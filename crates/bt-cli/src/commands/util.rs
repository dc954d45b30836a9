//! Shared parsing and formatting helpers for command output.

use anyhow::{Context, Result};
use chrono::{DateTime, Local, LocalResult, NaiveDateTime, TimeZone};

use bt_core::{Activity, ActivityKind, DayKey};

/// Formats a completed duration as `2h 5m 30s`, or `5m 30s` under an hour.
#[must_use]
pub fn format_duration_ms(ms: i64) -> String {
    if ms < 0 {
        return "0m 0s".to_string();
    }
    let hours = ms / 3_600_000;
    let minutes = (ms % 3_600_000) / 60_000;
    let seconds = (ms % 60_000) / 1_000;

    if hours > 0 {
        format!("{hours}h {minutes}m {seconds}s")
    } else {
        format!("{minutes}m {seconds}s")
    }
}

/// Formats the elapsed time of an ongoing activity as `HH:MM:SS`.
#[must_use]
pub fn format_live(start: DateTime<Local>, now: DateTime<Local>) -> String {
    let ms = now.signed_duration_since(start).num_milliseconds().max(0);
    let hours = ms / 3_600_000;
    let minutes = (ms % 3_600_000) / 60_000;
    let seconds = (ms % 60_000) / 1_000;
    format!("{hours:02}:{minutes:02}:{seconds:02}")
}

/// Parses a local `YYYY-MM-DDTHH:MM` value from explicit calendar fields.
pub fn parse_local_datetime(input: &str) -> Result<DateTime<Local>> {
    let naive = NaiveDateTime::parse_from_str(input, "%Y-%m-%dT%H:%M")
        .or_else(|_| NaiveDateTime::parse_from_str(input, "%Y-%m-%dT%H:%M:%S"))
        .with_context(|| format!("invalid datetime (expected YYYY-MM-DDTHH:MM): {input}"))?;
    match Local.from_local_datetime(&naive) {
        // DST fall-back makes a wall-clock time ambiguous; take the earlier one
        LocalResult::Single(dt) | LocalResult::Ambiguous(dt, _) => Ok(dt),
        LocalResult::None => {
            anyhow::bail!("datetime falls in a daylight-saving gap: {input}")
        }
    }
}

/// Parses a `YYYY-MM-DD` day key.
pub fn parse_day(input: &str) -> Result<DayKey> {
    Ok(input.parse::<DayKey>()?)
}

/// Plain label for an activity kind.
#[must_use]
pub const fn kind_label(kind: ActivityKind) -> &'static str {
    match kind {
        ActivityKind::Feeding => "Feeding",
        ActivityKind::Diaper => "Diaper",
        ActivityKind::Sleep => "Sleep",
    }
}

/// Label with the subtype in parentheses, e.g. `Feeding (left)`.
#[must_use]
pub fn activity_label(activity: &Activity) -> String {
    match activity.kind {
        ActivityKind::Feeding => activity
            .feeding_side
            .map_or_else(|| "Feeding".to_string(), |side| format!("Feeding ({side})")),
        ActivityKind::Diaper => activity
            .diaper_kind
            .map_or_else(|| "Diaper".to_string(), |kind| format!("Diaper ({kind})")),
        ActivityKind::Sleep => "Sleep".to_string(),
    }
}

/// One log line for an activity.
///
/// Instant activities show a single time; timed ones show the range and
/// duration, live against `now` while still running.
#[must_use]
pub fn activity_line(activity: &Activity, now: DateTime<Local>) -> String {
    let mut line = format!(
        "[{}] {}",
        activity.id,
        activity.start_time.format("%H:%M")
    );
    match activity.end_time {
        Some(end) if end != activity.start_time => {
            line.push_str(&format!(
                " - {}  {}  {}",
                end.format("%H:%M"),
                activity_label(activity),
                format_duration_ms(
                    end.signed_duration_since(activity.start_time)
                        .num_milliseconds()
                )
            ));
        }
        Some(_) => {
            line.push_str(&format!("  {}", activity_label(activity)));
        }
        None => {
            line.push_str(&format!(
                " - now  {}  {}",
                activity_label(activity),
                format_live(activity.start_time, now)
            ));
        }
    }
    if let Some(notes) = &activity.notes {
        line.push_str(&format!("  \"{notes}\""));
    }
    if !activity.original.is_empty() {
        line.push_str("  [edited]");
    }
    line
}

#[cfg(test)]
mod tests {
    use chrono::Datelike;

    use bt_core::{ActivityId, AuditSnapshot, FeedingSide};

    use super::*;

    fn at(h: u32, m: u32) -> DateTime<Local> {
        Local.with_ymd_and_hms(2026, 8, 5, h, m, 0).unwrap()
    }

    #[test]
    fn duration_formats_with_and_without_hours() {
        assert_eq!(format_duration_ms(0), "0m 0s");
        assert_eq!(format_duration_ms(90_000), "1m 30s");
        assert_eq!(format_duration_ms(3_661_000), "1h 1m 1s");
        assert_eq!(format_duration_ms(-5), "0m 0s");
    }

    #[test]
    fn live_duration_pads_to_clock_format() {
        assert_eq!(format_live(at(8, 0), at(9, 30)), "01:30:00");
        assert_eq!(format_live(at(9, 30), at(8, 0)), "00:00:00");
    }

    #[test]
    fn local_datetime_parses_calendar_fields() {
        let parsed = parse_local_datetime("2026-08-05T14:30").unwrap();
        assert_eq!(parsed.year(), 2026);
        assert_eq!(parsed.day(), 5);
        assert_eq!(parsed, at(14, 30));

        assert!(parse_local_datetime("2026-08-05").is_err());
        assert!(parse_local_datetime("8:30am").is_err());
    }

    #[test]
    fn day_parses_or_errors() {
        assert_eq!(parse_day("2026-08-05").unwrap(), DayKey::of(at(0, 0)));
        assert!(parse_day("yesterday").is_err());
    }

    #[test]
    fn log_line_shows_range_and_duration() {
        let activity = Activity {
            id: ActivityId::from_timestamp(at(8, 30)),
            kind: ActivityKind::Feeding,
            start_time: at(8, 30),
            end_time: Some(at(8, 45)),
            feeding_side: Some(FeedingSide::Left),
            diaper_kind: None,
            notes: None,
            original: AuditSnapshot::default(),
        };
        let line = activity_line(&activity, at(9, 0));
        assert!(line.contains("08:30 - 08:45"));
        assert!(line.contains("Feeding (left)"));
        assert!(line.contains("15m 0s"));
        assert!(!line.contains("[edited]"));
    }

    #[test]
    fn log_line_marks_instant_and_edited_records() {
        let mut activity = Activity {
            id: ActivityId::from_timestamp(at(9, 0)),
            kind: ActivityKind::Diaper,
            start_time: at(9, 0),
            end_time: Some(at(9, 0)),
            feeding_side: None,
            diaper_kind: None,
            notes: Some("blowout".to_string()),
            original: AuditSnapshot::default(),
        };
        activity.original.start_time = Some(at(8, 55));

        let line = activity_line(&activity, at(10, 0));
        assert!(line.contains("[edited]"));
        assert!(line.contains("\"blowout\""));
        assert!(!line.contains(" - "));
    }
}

******

**TASK STATEMENT:**
Copy out every entry above exactly.

**EXERCISE RESPONSE:**
filename crates/bt-cli/src/commands/util.rs
repository dc954d45b30836a9
//! Shared parsing and formatting helpers for command output.

use anyhow::{Context, Result};
use chrono::{DateTime, Local, LocalResult, NaiveDateTime, TimeZone};

use bt_core::{Activity, ActivityKind, DayKey};

/// Formats a completed duration as `2h 5m 30s`, or `5m 30s` under an hour.
#[must_use]
pub fn format_duration_ms(ms: i64) -> String {
    if ms < 0 {
        return "0m 0s".to_string();
    }
    let hours = ms / 3_600_000;
    let minutes = (ms % 3_600_000) / 60_000;
    let seconds = (ms % 60_000) / 1_000;

    if hours > 0 {
        format!("{hours}h {minutes}m {seconds}s")
    } else {
        format!("{minutes}m {seconds}s")
    }
}

/// Formats the elapsed time of an ongoing activity as `HH:MM:SS`.
#[must_use]
pub fn format_live(start: DateTime<Local>, now: DateTime<Local>) -> String {
    let ms = now.signed_duration_since(start).num_milliseconds().max(0);
    let hours = ms / 3_600_000;
    let minutes = (ms % 3_600_000) / 60_000;
    let seconds = (ms % 60_000) / 1_000;
    format!("{hours:02}:{minutes:02}:{seconds:02}")
}

/// Parses a local `YYYY-MM-DDTHH:MM` value from explicit calendar fields.
pub fn parse_local_datetime(input: &str) -> Result<DateTime<Local>> {
    let naive = NaiveDateTime::parse_from_str(input, "%Y-%m-%dT%H:%M")
        .or_else(|_| NaiveDateTime::parse_from_str(input, "%Y-%m-%dT%H:%M:%S"))
        .with_context(|| format!("invalid datetime (expected YYYY-MM-DDTHH:MM): {input}"))?;
    match Local.from_local_datetime(&naive) {
        // DST fall-back makes a wall-clock time ambiguous; take the earlier one
        LocalResult::Single(dt) | LocalResult::Ambiguous(dt, _) => Ok(dt),
        LocalResult::None => {
            anyhow::bail!("datetime falls in a daylight-saving gap: {input}")
        }
    }
}

/// Parses a `YYYY-MM-DD` day key.
pub fn parse_day(input: &str) -> Result<DayKey> {
    Ok(input.parse::<DayKey>()?)
}

/// Plain label for an activity kind.
#[must_use]
pub const fn kind_label(kind: ActivityKind) -> &'static str {
    match kind {
        ActivityKind::Feeding => "Feeding",
        ActivityKind::Diaper => "Diaper",
        ActivityKind::Sleep => "Sleep",
    }
}

/// Label with the subtype in parentheses, e.g. `Feeding (left)`.
#[must_use]
pub fn activity_label(activity: &Activity) -> String {
    match activity.kind {
        ActivityKind::Feeding => activity
            .feeding_side
            .map_or_else(|| "Feeding".to_string(), |side| format!("Feeding ({side})")),
        ActivityKind::Diaper => activity
            .diaper_kind
            .map_or_else(|| "Diaper".to_string(), |kind| format!("Diaper ({kind})")),
        ActivityKind::Sleep => "Sleep".to_string(),
    }
}

/// One log line for an activity.
///
/// Instant activities show a single time; timed ones show the range and
/// duration, live against `now` while still running.
#[must_use]
pub fn activity_line(activity: &Activity, now: DateTime<Local>) -> String {
    let mut line = format!(
        "[{}] {}",
        activity.id,
        activity.start_time.format("%H:%M")
    );
    match activity.end_time {
        Some(end) if end != activity.start_time => {
            line.push_str(&format!(
                " - {}  {}  {}",
                end.format("%H:%M"),
                activity_label(activity),
                format_duration_ms(
                    end.signed_duration_since(activity.start_time)
                        .num_milliseconds()
                )
            ));
        }
        Some(_) => {
            line.push_str(&format!("  {}", activity_label(activity)));
        }
        None => {
            line.push_str(&format!(
                " - now  {}  {}",
                activity_label(activity),
                format_live(activity.start_time, now)
            ));
        }
    }
    if let Some(notes) = &activity.notes {
        line.push_str(&format!("  \"{notes}\""));
    }
    if !activity.original.is_empty() {
        line.push_str("  [edited]");
    }
    line
}

#[cfg(test)]
mod tests {
    use chrono::Datelike;

    use bt_core::{ActivityId, AuditSnapshot, FeedingSide};

    use super::*;

    fn at(h: u32, m: u32) -> DateTime<Local> {
        Local.with_ymd_and_hms(2026, 8, 5, h, m, 0).unwrap()
    }

    #[test]
    fn duration_formats_with_and_without_hours() {
        assert_eq!(format_duration_ms(0), "0m 0s");
        assert_eq!(format_duration_ms(90_000), "1m 30s");
        assert_eq!(format_duration_ms(3_661_000), "1h 1m 1s");
        assert_eq!(format_duration_ms(-5), "0m 0s");
    }

    #[test]
    fn live_duration_pads_to_clock_format() {
        assert_eq!(format_live(at(8, 0), at(9, 30)), "01:30:00");
        assert_eq!(format_live(at(9, 30), at(8, 0)), "00:00:00");
    }

    #[test]
    fn local_datetime_parses_calendar_fields() {
        let parsed = parse_local_datetime("2026-08-05T14:30").unwrap();
        assert_eq!(parsed.year(), 2026);
        assert_eq!(parsed.day(), 5);
        assert_eq!(parsed, at(14, 30));

        assert!(parse_local_datetime("2026-08-05").is_err());
        assert!(parse_local_datetime("8:30am").is_err());
    }

    #[test]
    fn day_parses_or_errors() {
        assert_eq!(parse_day("2026-08-05").unwrap(), DayKey::of(at(0, 0)));
        assert!(parse_day("yesterday").is_err());
    }

    #[test]
    fn log_line_shows_range_and_duration() {
        let activity = Activity {
            id: ActivityId::from_timestamp(at(8, 30)),
            kind: ActivityKind::Feeding,
            start_time: at(8, 30),
            end_time: Some(at(8, 45)),
            feeding_side: Some(FeedingSide::Left),
            diaper_kind: None,
            notes: None,
            original: AuditSnapshot::default(),
        };
        let line = activity_line(&activity, at(9, 0));
        assert!(line.contains("08:30 - 08:45"));
        assert!(line.contains("Feeding (left)"));
        assert!(line.contains("15m 0s"));
        assert!(!line.contains("[edited]"));
    }

    #[test]
    fn log_line_marks_instant_and_edited_records() {
        let mut activity = Activity {
            id: ActivityId::from_timestamp(at(9, 0)),
            kind: ActivityKind::Diaper,
            start_time: at(9, 0),
            end_time: Some(at(9, 0)),
            feeding_side: None,
            diaper_kind: None,
            notes: Some("blowout".to_string()),
            original: AuditSnapshot::default(),
        };
        activity.original.start_time = Some(at(8, 55));

        let line = activity_line(&activity, at(10, 0));
        assert!(line.contains("[edited]"));
        assert!(line.contains("\"blowout\""));
        assert!(!line.contains(" - "));
    }
}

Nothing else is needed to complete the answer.